Vous venez de sortir un album. Pouvez-nous dire un peu dans quelles conditions ça s’est fait ?

Anthony : Il est sorti via Send the wood music, un label de Montpellier, qui a sorti d’autres groupes très cools, genre Gnô, un des groupes dans lequel jouait avant Christophe Godin. On les a connus par le biais d’Arteries Shaking. On leur a proposé de sortir l’album et ça s’est fait. Il est distribué par toutes les plateformes connues, style Itunes, Amazon, Spotify, toutes ces saloperies qui ne servent à rien à notre échelle (rires) ! Si vous voulez acheter un album physique, faut venir nous voir jouer, ou le commander sur le shop du label, ou sur le nôtre !

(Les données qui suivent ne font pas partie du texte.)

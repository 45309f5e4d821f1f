//! Code lists checked by validation: ISO 4217 currencies and ISO 3166-1 countries.

use std::fmt;

use serde::Serialize;

/// A reference code list a field's value must belong to.
#[derive(Debug, Clone, Copy, PartialEq, Eq, Hash, Serialize)]
#[serde(rename_all = "lowercase")]
pub enum CodeList {
    /// ISO 4217 alphabetic currency code.
    Currency,
    /// ISO 3166-1 alpha-2 country code.
    Country,
}

impl CodeList {
    /// The sorted code table backing this list.
    pub fn codes(&self) -> &'static [&'static str] {
        match self {
            Self::Currency => CURRENCY_CODES,
            Self::Country => COUNTRY_CODES,
        }
    }

    /// Check whether `code` is a member of this list (exact, case-sensitive).
    pub fn contains(&self, code: &str) -> bool {
        self.codes().binary_search(&code).is_ok()
    }
}

impl fmt::Display for CodeList {
    fn fmt(&self, f: &mut fmt::Formatter<'_>) -> fmt::Result {
        match self {
            Self::Currency => f.write_str("currency"),
            Self::Country => f.write_str("country"),
        }
    }
}

/// Active ISO 4217 codes, including fund and precious-metal codes.
/// Sorted for binary search.
static CURRENCY_CODES: &[&str] = &[
    "AED", "AFN", "ALL", "AMD", "ANG", "AOA", "ARS", "AUD", "AWG", "AZN", "BAM", "BBD",
    "BDT", "BGN", "BHD", "BIF", "BMD", "BND", "BOB", "BOV", "BRL", "BSD", "BTN", "BWP",
    "BYN", "BZD", "CAD", "CDF", "CHE", "CHF", "CHW", "CLF", "CLP", "CNY", "COP", "COU",
    "CRC", "CUC", "CUP", "CVE", "CZK", "DJF", "DKK", "DOP", "DZD", "EGP", "ERN", "ETB",
    "EUR", "FJD", "FKP", "GBP", "GEL", "GHS", "GIP", "GMD", "GNF", "GTQ", "GYD", "HKD",
    "HNL", "HRK", "HTG", "HUF", "IDR", "ILS", "INR", "IQD", "IRR", "ISK", "JMD", "JOD",
    "JPY", "KES", "KGS", "KHR", "KMF", "KPW", "KRW", "KWD", "KYD", "KZT", "LAK", "LBP",
    "LKR", "LRD", "LSL", "LYD", "MAD", "MDL", "MGA", "MKD", "MMK", "MNT", "MOP", "MRU",
    "MUR", "MVR", "MWK", "MXN", "MXV", "MYR", "MZN", "NAD", "NGN", "NIO", "NOK", "NPR",
    "NZD", "OMR", "PAB", "PEN", "PGK", "PHP", "PKR", "PLN", "PYG", "QAR", "RON", "RSD",
    "RUB", "RWF", "SAR", "SBD", "SCR", "SDG", "SEK", "SGD", "SHP", "SLE", "SLL", "SOS",
    "SRD", "SSP", "STN", "SVC", "SYP", "SZL", "THB", "TJS", "TMT", "TND", "TOP", "TRY",
    "TTD", "TWD", "TZS", "UAH", "UGX", "USD", "USN", "UYI", "UYU", "UYW", "UZS", "VED",
    "VES", "VND", "VUV", "WST", "XAF", "XAG", "XAU", "XBA", "XBB", "XBC", "XBD", "XCD",
    "XDR", "XOF", "XPD", "XPF", "XPT", "XSU", "XTS", "XUA", "XXX", "YER", "ZAR", "ZMW",
    "ZWL",
];

/// ISO 3166-1 alpha-2 country codes. Sorted for binary search.
static COUNTRY_CODES: &[&str] = &[
    "AD", "AE", "AF", "AG", "AI", "AL", "AM", "AO", "AQ", "AR", "AS", "AT", "AU", "AW", "AX", "AZ",
    "BA", "BB", "BD", "BE", "BF", "BG", "BH", "BI", "BJ", "BL", "BM", "BN", "BO", "BQ", "BR", "BS",
    "BT", "BV", "BW", "BY", "BZ", "CA", "CC", "CD", "CF", "CG", "CH", "CI", "CK", "CL", "CM", "CN",
    "CO", "CR", "CU", "CV", "CW", "CX", "CY", "CZ", "DE", "DJ", "DK", "DM", "DO", "DZ", "EC", "EE",
    "EG", "EH", "ER", "ES", "ET", "FI", "FJ", "FK", "FM", "FO", "FR", "GA", "GB", "GD", "GE", "GF",
    "GG", "GH", "GI", "GL", "GM", "GN", "GP", "GQ", "GR", "GS", "GT", "GU", "GW", "GY", "HK", "HM",
    "HN", "HR", "HT", "HU", "ID", "IE", "IL", "IM", "IN", "IO", "IQ", "IR", "IS", "IT", "JE", "JM",
    "JO", "JP", "KE", "KG", "KH", "KI", "KM", "KN", "KP", "KR", "KW", "KY", "KZ", "LA", "LB", "LC",
    "LI", "LK", "LR", "LS", "LT", "LU", "LV", "LY", "MA", "MC", "MD", "ME", "MF", "MG", "MH", "MK",
    "ML", "MM", "MN", "MO", "MP", "MQ", "MR", "MS", "MT", "MU", "MV", "MW", "MX", "MY", "MZ", "NA",
    "NC", "NE", "NF", "NG", "NI", "NL", "NO", "NP", "NR", "NU", "NZ", "OM", "PA", "PE", "PF", "PG",
    "PH", "PK", "PL", "PM", "PN", "PR", "PS", "PT", "PW", "PY", "QA", "RE", "RO", "RS", "RU", "RW",
    "SA", "SB", "SC", "SD", "SE", "SG", "SH", "SI", "SJ", "SK", "SL", "SM", "SN", "SO", "SR", "SS",
    "ST", "SV", "SX", "SY", "SZ", "TC", "TD", "TF", "TG", "TH", "TJ", "TK", "TL", "TM", "TN", "TO",
    "TR", "TT", "TV", "TW", "TZ", "UA", "UG", "UM", "US", "UY", "UZ", "VA", "VC", "VE", "VG", "VI",
    "VN", "VU", "WF", "WS", "YE", "YT", "ZA", "ZM", "ZW",
];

Est-ce que vous pouvez nous parler de votre lien avec le Brise-Glace ?

Anthony : On les avait rencontrés avec Arteries shaking. Pour moi, on s’en est fait des amis, des alliés… C’est grâce à eux qu’on joue aujourd’hui. On a enregistré les voix de notre premier EP chez eux, des bonus acoustiques, ils nous ont suivis, nous ont placés sur certains plans. On a retravaillé avec eux pour l’album et on a fait une résidence récemment, avec Tom, qui est l’ingé-son sur les plans comme aujourd’hui. C’est clairement notre salle de coeur !

Bastien : Concernant le boulot de résidence, on a surtout bossé sur le son du groupe, sur des plateaux qui en valent la peine, avec du vrai matos et surtout avec Tom.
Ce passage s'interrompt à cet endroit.